Date : 20001025
Dossier : IMM-4073-99
Ottawa (Ontario), le mercredi 25 octobre 2000
EN PRÉSENCE DE : Madame le juge Dawson
ENTRE :
DANG GAM
demanderesse
- et -
LE MINISTRE DE LA CITOYENNETÉ ET DE L'IMMIGRATION
défendeur
JUGEMENT
LA COUR ORDONNE QUE :
La demande de contrôle judiciaire soit rejetée.
« Eleanor R. Dawson »
Juge
Traduction certifiée conforme
Martine Brunet, LL.B.
Date : 20001025
Dossier : IMM-4073-99
ENTRE :
DANG GAM
demanderesse
- et -
LE MINISTRE DE LA CITOYENNETÉ ET DE L'IMMIGRATION
défendeur
[1] Dang Gam, la demanderesse en l'espèce, est une citoyenne du Vietnam âgée de 27 ans. Elle demande le contrôle judiciaire d'une décision rendue le 14 juillet 1999 par Gillian Wan, agente des visas au Haut-commissariat du Canada à Singapour. Mme Wan a jugé qu'un visa d'immigrant ne devrait pas être délivré à Mme Gam parce que celle-ci a été déclarée inéligible à faire partie d'une demande de résidence permanente parrainée au Canada à titre de fille à charge.
LES FAITS
[2] Aucun affidavit de l'agente des visas n'a été déposé en opposition à la demande de Mme Gam. Les notes du STIDI, probablement entrées par Mme Wan, figurent dans le dossier du tribunal. Je reconnais que bien que ces notes fassent partie du dossier comme étant les motifs de la décision qui fait l'objet du présent contrôle, les notes n'ont aucun statut comme preuve de la véracité de ce qu'elles contiennent. Voir, par exemple, Chou c. Canada (Ministre de la Citoyenneté et de l'Immigration) (2000), 3 Imm. L.R. (3d) 212 (C.F. 1re inst.).

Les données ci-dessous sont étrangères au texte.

//! Assertion utilities for gesture robot tests.

use crate::recorder::{Gesture, GestureKind};

/// Assert that a value is within an expected range.
///
/// Velocity estimates are not exact, so compare them with a tolerance.
pub fn assert_approx_eq(actual: f32, expected: f32, tolerance: f32, msg: &str) {
    let diff = (actual - expected).abs();
    assert!(
        diff <= tolerance,
        "{}: expected {} (±{}), got {} (diff: {})",
        msg,
        expected,
        tolerance,
        actual,
        diff
    );
}

/// Assert the exact order of dispatched gesture kinds.
pub fn assert_kinds(gestures: &[Gesture], expected: &[GestureKind], msg: &str) {
    let actual: Vec<GestureKind> = gestures.iter().map(Gesture::kind).collect();
    assert_eq!(
        actual, expected,
        "{}: unexpected gesture sequence {:?}",
        msg, gestures
    );
}

/// Assert that `kind` was dispatched exactly `expected` times.
pub fn assert_count(gestures: &[Gesture], kind: GestureKind, expected: usize, msg: &str) {
    let actual = gestures.iter().filter(|g| g.kind() == kind).count();
    assert_eq!(
        actual, expected,
        "{}: expected {} {:?}, got {} in {:?}",
        msg, expected, kind, actual, gestures
    );
}

/// Assert that `kind` was never dispatched.
pub fn assert_absent(gestures: &[Gesture], kind: GestureKind, msg: &str) {
    assert_count(gestures, kind, 0, msg);
}

/// Assert that `first` was dispatched, and dispatched before `second`.
pub fn assert_before(gestures: &[Gesture], first: GestureKind, second: GestureKind, msg: &str) {
    let position = |kind: GestureKind| gestures.iter().position(|g| g.kind() == kind);
    match (position(first), position(second)) {
        (Some(a), Some(b)) => assert!(
            a < b,
            "{}: {:?} at {} is not before {:?} at {} in {:?}",
            msg,
            first,
            a,
            second,
            b,
            gestures
        ),
        (Some(_), None) => {}
        (None, _) => panic!("{}: {:?} never dispatched in {:?}", msg, first, gestures),
    }
}

/// Returns the single fling in `gestures` as `(velocity_x, velocity_y)`.
pub fn single_fling(gestures: &[Gesture], msg: &str) -> (f32, f32) {
    assert_count(gestures, GestureKind::Fling, 1, msg);
    gestures
        .iter()
        .find_map(|gesture| match gesture {
            Gesture::Fling {
                velocity_x,
                velocity_y,
            } => Some((*velocity_x, *velocity_y)),
            _ => None,
        })
        .unwrap_or_else(|| panic!("{}: no fling", msg))
}

/// Sum of all scroll distances, `(x, y)`.
pub fn total_scroll(gestures: &[Gesture]) -> (f32, f32) {
    gestures
        .iter()
        .fold((0.0f32, 0.0f32), |(sum_x, sum_y), gesture| match gesture {
            Gesture::Scroll {
                distance_x,
                distance_y,
            } => (sum_x + *distance_x, sum_y + *distance_y),
            _ => (sum_x, sum_y),
        })
}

[3] Le dossier du tribunal contient une lettre, datée du 26 juin 1999, qui aurait apparemment été envoyée par le père de Mme Gam au Haut-commissariat du Canada à Singapour en réponse à une lettre demandant davantage de renseignements. La lettre du Haut-commissariat du Canada qui demande davantage de renseignements ne figure pas dans le dossier du tribunal, n'y figure pas non plus une copie de cette lettre que le père de Mme Gam a affirmé avoir jointe avec sa lettre du 26 juin 1999 au Haut-commissariat du Canada. La lettre envoyée par le père de Mme Gam en réponse à la demande fournissait un résumé des études antérieures de Mme Gam et renfermait des licences, des diplômes et des dossiers d'étude relativement à Mme Gam.

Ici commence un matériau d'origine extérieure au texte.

//! Geometric and velocity tests shared by the detector's action handlers.
//!
//! Distances are compared squared so no square roots are taken and the
//! comparisons stay exact at the threshold.

use std::time::Duration;

use crate::config::GestureDetectorConfig;
use crate::geometry::Velocity;
use crate::motion_event::{MotionEvent, PointerId};

/// Added to slop radii to absorb rounding at the slop boundary.
pub const SLOP_EPSILON: f32 = 0.05;

/// Scroll deltas at or below this are dropped once scrolling.
pub const SCROLL_EPSILON: f32 = 0.001;

/// Floor for the minor axis in the swipe ratio.
const SWIPE_RATIO_FLOOR: f32 = 0.001;

/// Squared distance thresholds derived from a config.
#[derive(Clone, Copy, Debug, PartialEq)]
pub struct SlopThresholds {
    pub touch_slop_square: f32,
    pub double_tap_touch_slop_square: f32,
    pub double_tap_slop_square: f32,
    pub two_finger_tap_distance_square: f32,
}

impl SlopThresholds {
    pub fn new(config: &GestureDetectorConfig) -> Self {
        // Only touch slop gets the epsilon; the double-tap region is exact.
        let touch_slop = config.touch_slop + SLOP_EPSILON;
        Self {
            touch_slop_square: touch_slop * touch_slop,
            double_tap_touch_slop_square: touch_slop * touch_slop,
            double_tap_slop_square: config.double_tap_slop * config.double_tap_slop,
            two_finger_tap_distance_square: config.two_finger_tap_max_separation
                * config.two_finger_tap_max_separation,
        }
    }
}

/// Picks the down sample a pointer's slop is measured from: the primary
/// down if the pointer started the sequence, otherwise the secondary down
/// if it appears there.
pub fn source_pointer_down_event<'a>(
    current_down: &'a MotionEvent,
    secondary_pointer_down: Option<&'a MotionEvent>,
    pointer_id: PointerId,
) -> Option<&'a MotionEvent> {
    if current_down.pointer_count() > 0 && current_down.pointer_id(0) == pointer_id {
        return Some(current_down);
    }
    secondary_pointer_down.filter(|secondary| secondary.find_pointer_index(pointer_id).is_some())
}

/// Whether every pointer of `event` is still within touch slop of its own
/// down position. Pointers without a known down position fail the test,
/// as does any sequence that ever had more than two pointers.
pub fn is_within_touch_slop(
    event: &MotionEvent,
    current_down: &MotionEvent,
    secondary_pointer_down: Option<&MotionEvent>,
    maximum_pointer_count: usize,
    touch_slop_square: f32,
) -> bool {
    if maximum_pointer_count > 2 {
        return false;
    }

    event.pointers().iter().all(|pointer| {
        let Some(source) =
            source_pointer_down_event(current_down, secondary_pointer_down, pointer.id)
        else {
            return false;
        };
        let Some(source_index) = source.find_pointer_index(pointer.id) else {
            return false;
        };
        source.position(source_index).distance_squared_to(pointer.position) <= touch_slop_square
    })
}

/// Timing and spacing constraints for a repeated tap.
#[derive(Clone, Copy, Debug)]
pub struct RepeatedTapCriteria {
    pub double_tap_timeout: Duration,
    /// Applied only when a real double tap would be dispatched.
    pub double_tap_min_time: Option<Duration>,
    pub double_tap_slop_square: f32,
}

/// Whether `second_down` repeats the tap made of `first_down`/`first_up`.
///
/// `always_in_bigger_tap_region` must describe the first tap's sequence.
pub fn is_repeated_tap(
    first_down: &MotionEvent,
    first_up: &MotionEvent,
    second_down: &MotionEvent,
    always_in_bigger_tap_region: bool,
    criteria: &RepeatedTapCriteria,
) -> bool {
    if !always_in_bigger_tap_region {
        return false;
    }

    let Some(delta_time) = second_down
        .event_time()
        .checked_duration_since(first_up.event_time())
    else {
        return false;
    };
    if delta_time > criteria.double_tap_timeout {
        return false;
    }
    if criteria
        .double_tap_min_time
        .is_some_and(|min_time| delta_time < min_time)
    {
        return false;
    }

    if first_down.pointer_count() == 0 || second_down.pointer_count() == 0 {
        return false;
    }
    first_down.position(0).distance_squared_to(second_down.position(0))
        <= criteria.double_tap_slop_square
}

pub fn exceeds_fling_velocity(velocity: Velocity, minimum_fling_velocity: f32) -> bool {
    velocity.x.abs() > minimum_fling_velocity || velocity.y.abs() > minimum_fling_velocity
}

/// Sums the departing pointer's velocity with every remaining pointer's.
///
/// Returns `None` as soon as a remaining pointer moves against the departing
/// one (negative dot product): counter-moving fingers are not a fling.
pub fn combined_pointer_up_velocity(
    departing: Velocity,
    remaining: impl IntoIterator<Item = Velocity>,
) -> Option<Velocity> {
    let mut total = departing;
    for velocity in remaining {
        if departing.dot(velocity) < 0.0 {
            return None;
        }
        total += velocity;
    }
    Some(total)
}

/// Axis-snapping swipe test.
#[derive(Clone, Copy, Debug, PartialEq)]
pub struct SwipeClassifier {
    enabled: bool,
    minimum_velocity: f32,
    minimum_direction_component_ratio: f32,
}

impl SwipeClassifier {
    pub fn new(config: &GestureDetectorConfig) -> Self {
        let angle = config.maximum_swipe_deviation_angle.clamp(0.001, 45.0);
        Self {
            enabled: config.swipe_enabled,
            minimum_velocity: config.minimum_swipe_velocity,
            minimum_direction_component_ratio: 1.0 / angle.to_radians().tan(),
        }
    }

    /// Returns the swipe velocity collapsed onto its dominant axis, or `None`
    /// if swipes are disabled or the motion is too slow or too diagonal.
    pub fn classify(&self, velocity: Velocity) -> Option<Velocity> {
        if !self.enabled || (velocity.x == 0.0 && velocity.y == 0.0) {
            return None;
        }

        let mut vx = velocity.x;
        let mut vy = velocity.y;
        let mut vx_abs = vx.abs();
        let mut vy_abs = vy.abs();

        if vx_abs < self.minimum_velocity {
            vx_abs = 0.0;
            vx = 0.0;
        }
        if vy_abs < self.minimum_velocity {
            vy_abs = 0.0;
            vy = 0.0;
        }

        // Both components below the minimum gives a ratio of 0.
        let ratio = if vx_abs > vy_abs {
            vx_abs / vy_abs.max(SWIPE_RATIO_FLOOR)
        } else {
            vy_abs / vx_abs.max(SWIPE_RATIO_FLOOR)
        };
        if ratio < self.minimum_direction_component_ratio {
            return None;
        }

        if vx_abs > vy_abs {
            Some(Velocity::new(vx, 0.0))
        } else {
            Some(Velocity::new(0.0, vy))
        }
    }
}

#[cfg(test)]
#[path = "tests/classify_tests.rs"]
mod tests;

[4] Les parties pertinentes de la lettre de refus de l'agente des visas énonçaient :
[TRADUCTION] Compte tenu des renseignements que vous avez fournis, j'ai décidé que la personne suivante n'a pas le droit de faire partie de votre demande, parce qu'elle ne correspond pas à la définition de « fille à charge » au sens où l'entend le Règlement canadien sur l'immigration de 1978 :
...
Votre fille, Dang Gam est née le 07 septembre 1973 et a actuellement presque 26 ans. Elle a eu 19 ans en 1992. Selon son formulaire de demande, elle a obtenu un diplôme d'études post-secondaires au cours de la période 1994-1998. Selon les documents qu'elle a fournis, elle a obtenu un baccalauréat en sciences de l'anglais pédagogique en 1997. Étonnamment, son dossier scolaire secondaire ne fait état que d'une onzième année d'études terminée en 1991; elle a été inscrite pour la première fois à cette école en 1989.

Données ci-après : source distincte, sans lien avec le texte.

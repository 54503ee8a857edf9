//! Coarse spatial hashing of selected cubes for nearby-selected lookup

use crate::numeric_types::{Index, Real};
use crate::uniform_grid::UniformGrid;
use smallvec::SmallVec;

/// A coarse grid of buckets over the cube grid, bucket side `bin_width` cubes
#[derive(Clone, Debug)]
pub struct BinGrid<I: Index> {
    axis_size: [i64; 3],
    bin_width: i64,
    bins: Vec<SmallVec<[I; 4]>>,
}

impl<I: Index> BinGrid<I> {
    /// Creates an empty bin grid covering the given grid
    pub fn new<R: Real>(grid: &UniformGrid<I, R>, bin_width: usize) -> Self {
        let bin_width = (bin_width as i64).max(1);
        let mut axis_size = [0i64; 3];
        for d in 0..3 {
            axis_size[d] = (grid.axis_size(d).to_i64() + bin_width - 1) / bin_width;
        }
        let num_bins = (axis_size[0] * axis_size[1] * axis_size[2]) as usize;
        Self {
            axis_size,
            bin_width,
            bins: vec![SmallVec::new(); num_bins],
        }
    }

    fn bin_of(&self, cube_coord: [i64; 3]) -> usize {
        let bx = cube_coord[0] / self.bin_width;
        let by = cube_coord[1] / self.bin_width;
        let bz = cube_coord[2] / self.bin_width;
        (bx + self.axis_size[0] * (by + self.axis_size[1] * bz)) as usize
    }

    /// Inserts a cube into its bucket
    pub fn insert<R: Real>(&mut self, grid: &UniformGrid<I, R>, cube_index: I) {
        let bin = self.bin_of(grid.compute_coord(cube_index));
        self.bins[bin].push(cube_index);
    }

    /// Removes a cube from its bucket
    pub fn remove<R: Real>(&mut self, grid: &UniformGrid<I, R>, cube_index: I) {
        let bin = self.bin_of(grid.compute_coord(cube_index));
        if let Some(pos) = self.bins[bin].iter().position(|&c| c == cube_index) {
            self.bins[bin].remove(pos);
        }
    }

    /// Collects all stored cubes within one bucket of the given cube.
    ///
    /// The cube's own bucket is listed first; results are in deterministic
    /// bucket-scan order.
    pub fn get_selected<R: Real>(
        &self,
        grid: &UniformGrid<I, R>,
        cube_index: I,
        selected_list: &mut Vec<I>,
    ) {
        selected_list.clear();
        let coord = grid.compute_coord(cube_index);
        let center = [
            coord[0] / self.bin_width,
            coord[1] / self.bin_width,
            coord[2] / self.bin_width,
        ];
        let center_bin = self.bin_of(coord);
        selected_list.extend_from_slice(&self.bins[center_bin]);
        for bz in (center[2] - 1).max(0)..=(center[2] + 1).min(self.axis_size[2] - 1) {
            for by in (center[1] - 1).max(0)..=(center[1] + 1).min(self.axis_size[1] - 1) {
                for bx in (center[0] - 1).max(0)..=(center[0] + 1).min(self.axis_size[0] - 1) {
                    let bin = (bx + self.axis_size[0] * (by + self.axis_size[1] * bz)) as usize;
                    if bin != center_bin {
                        selected_list.extend_from_slice(&self.bins[bin]);
                    }
                }
            }
        }
    }
}

#[cfg(test)]
mod tests {
    use super::*;

    #[test]
    fn test_insert_query_remove() {
        let grid = UniformGrid::<i32, f64>::new_unit([20, 20, 20]).unwrap();
        let mut bins = BinGrid::new(&grid, 5);
        let a = grid.flatten_coord([2, 2, 2]);
        let b = grid.flatten_coord([6, 2, 2]);
        let far = grid.flatten_coord([18, 18, 18]);
        bins.insert(&grid, a);
        bins.insert(&grid, b);
        bins.insert(&grid, far);

        let mut nearby = Vec::new();
        bins.get_selected(&grid, grid.flatten_coord([3, 3, 3]), &mut nearby);
        assert!(nearby.contains(&a));
        assert!(nearby.contains(&b));
        assert!(!nearby.contains(&far));

        bins.remove(&grid, b);
        bins.get_selected(&grid, grid.flatten_coord([3, 3, 3]), &mut nearby);
        assert!(!nearby.contains(&b));
    }
}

De ce que nous comprenons des règlements sur l'éducation au Vietnam, afin d'être admis à l'université, les étudiants doivent terminer 12 années d'études et réussir des examens d'admission à l'université. Votre fille, sans avoir terminé ses études secondaires, a réussi à fournir un certificat disant qu'elle a réussi ses examens généraux de base de l'école (élémentaire) en 1989 et ses examens généraux de l'école secondaire en 1992. Après sa onzième année, elle n'a pas entrepris d'études universitaires avant 1993. Après l'obtention de son baccalauréat en 1997, elle a suivi des cours spécialisés de courte durée comme « Informatique appliquée » . Votre fille n'était pas une étudiante à temps plein au cours de la période 1991-1993 et depuis qu'elle a terminé son programme de baccalauréat, elle a suivi des cours spécialisés à l'université, qui ne correspondent pas à nos exigences législatives en matière d'études à temps plein.
LES QUESTIONS EN LITIGE
[5] Mme Gam a soulevé trois questions relativement à la décision de l'agente des visas :
(i) L'agente des visas a-t-elle commis une erreur de droit et de fait en concluant que Mme Gam n'était pas une étudiante à temps plein de 1991 à 1993?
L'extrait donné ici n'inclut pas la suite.